# [RECORDS SUPPLIED]
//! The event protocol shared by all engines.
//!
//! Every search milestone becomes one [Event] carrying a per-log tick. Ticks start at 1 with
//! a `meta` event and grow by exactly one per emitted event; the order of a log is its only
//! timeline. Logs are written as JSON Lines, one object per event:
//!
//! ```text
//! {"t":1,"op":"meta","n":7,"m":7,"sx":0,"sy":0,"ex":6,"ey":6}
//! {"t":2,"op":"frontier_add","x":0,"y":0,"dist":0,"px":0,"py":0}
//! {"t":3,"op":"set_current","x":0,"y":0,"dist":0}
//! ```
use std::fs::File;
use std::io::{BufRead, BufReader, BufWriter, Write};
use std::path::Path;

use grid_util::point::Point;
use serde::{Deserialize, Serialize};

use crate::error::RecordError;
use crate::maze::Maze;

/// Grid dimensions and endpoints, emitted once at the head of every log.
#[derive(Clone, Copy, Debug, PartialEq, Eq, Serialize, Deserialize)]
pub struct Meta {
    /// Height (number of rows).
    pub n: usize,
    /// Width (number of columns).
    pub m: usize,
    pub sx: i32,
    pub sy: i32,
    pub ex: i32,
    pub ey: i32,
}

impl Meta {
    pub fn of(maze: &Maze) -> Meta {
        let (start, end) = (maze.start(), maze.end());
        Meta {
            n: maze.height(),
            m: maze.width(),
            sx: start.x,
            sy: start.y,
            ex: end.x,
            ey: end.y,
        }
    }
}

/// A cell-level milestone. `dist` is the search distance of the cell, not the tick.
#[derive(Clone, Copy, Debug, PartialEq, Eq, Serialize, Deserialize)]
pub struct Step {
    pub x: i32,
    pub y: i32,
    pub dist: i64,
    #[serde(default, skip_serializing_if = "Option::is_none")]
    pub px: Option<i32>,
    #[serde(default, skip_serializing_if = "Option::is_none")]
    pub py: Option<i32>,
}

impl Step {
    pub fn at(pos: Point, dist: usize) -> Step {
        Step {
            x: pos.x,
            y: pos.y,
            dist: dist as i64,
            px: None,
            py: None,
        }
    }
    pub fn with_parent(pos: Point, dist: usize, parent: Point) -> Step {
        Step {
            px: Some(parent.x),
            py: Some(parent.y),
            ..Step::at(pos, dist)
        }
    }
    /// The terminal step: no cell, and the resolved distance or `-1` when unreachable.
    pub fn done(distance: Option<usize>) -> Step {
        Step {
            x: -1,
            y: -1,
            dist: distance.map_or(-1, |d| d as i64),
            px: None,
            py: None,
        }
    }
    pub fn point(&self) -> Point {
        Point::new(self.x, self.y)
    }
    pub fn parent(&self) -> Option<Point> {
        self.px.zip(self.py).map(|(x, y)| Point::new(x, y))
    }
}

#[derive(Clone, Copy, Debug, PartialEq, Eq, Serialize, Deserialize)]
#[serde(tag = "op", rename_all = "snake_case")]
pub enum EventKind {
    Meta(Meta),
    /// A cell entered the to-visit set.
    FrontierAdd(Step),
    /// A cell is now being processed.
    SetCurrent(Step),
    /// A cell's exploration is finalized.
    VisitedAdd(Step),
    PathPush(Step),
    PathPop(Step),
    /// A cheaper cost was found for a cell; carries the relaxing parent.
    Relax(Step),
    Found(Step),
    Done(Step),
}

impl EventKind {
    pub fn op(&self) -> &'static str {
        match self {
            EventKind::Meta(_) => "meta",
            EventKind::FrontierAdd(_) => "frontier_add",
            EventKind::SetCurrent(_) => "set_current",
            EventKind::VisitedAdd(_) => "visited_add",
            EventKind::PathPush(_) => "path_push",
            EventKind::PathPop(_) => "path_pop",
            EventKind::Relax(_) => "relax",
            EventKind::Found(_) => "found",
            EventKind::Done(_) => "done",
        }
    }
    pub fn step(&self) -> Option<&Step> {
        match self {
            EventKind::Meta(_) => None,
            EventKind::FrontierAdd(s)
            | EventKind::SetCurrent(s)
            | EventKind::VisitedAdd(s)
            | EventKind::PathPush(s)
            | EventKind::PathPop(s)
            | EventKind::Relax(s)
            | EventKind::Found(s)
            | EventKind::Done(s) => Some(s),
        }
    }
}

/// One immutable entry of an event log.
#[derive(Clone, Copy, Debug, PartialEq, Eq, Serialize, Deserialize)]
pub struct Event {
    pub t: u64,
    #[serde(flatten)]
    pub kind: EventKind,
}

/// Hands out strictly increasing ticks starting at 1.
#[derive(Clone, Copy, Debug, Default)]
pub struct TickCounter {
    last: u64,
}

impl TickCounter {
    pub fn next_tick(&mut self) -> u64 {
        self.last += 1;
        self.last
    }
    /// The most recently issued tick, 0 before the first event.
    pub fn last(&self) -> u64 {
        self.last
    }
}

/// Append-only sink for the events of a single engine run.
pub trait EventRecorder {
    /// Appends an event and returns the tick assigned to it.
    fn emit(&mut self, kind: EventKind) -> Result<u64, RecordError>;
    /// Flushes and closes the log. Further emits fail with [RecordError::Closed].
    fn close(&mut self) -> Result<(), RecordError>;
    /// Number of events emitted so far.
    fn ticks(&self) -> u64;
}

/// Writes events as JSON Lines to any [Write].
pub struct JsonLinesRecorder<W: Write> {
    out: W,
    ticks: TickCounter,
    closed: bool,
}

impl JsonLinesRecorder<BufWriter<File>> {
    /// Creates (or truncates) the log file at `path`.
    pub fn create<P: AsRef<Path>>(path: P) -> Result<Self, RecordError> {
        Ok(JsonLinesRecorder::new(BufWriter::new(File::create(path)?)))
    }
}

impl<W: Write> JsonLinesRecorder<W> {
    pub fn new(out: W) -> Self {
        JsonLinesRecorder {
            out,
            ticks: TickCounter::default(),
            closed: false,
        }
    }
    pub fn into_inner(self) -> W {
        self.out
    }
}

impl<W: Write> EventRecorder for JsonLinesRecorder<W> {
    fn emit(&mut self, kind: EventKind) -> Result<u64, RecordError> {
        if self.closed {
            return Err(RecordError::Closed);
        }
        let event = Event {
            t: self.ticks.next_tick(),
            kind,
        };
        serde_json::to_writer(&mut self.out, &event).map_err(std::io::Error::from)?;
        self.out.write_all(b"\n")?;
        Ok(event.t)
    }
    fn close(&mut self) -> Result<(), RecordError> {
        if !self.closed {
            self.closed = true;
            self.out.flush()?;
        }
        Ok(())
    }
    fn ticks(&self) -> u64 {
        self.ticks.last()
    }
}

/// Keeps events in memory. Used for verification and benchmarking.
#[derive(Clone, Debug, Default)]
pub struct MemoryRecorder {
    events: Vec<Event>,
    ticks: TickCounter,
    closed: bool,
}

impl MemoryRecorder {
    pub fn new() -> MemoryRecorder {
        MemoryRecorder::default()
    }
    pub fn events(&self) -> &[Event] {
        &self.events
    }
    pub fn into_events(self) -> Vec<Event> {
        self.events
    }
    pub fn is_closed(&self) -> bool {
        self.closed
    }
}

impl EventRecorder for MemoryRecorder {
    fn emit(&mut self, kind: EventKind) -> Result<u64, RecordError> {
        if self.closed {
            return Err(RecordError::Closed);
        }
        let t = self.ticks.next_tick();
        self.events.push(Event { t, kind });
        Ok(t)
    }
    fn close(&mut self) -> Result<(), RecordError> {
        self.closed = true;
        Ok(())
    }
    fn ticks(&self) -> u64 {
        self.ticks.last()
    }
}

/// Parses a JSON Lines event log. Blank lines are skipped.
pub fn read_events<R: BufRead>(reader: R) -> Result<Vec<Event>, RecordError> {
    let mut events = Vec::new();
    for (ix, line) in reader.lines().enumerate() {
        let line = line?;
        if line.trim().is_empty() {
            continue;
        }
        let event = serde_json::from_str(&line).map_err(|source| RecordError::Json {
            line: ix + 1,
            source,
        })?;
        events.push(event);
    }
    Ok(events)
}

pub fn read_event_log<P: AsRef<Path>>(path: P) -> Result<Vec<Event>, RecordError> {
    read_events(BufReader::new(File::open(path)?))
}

# [WORK TASK]
The answer must consist of every line from the data that holds the string "AsRef".

# [ANSWER SECTION]
    pub fn create<P: AsRef<Path>>(path: P) -> Result<Self, RecordError> {
pub fn read_event_log<P: AsRef<Path>>(path: P) -> Result<Vec<Event>, RecordError> {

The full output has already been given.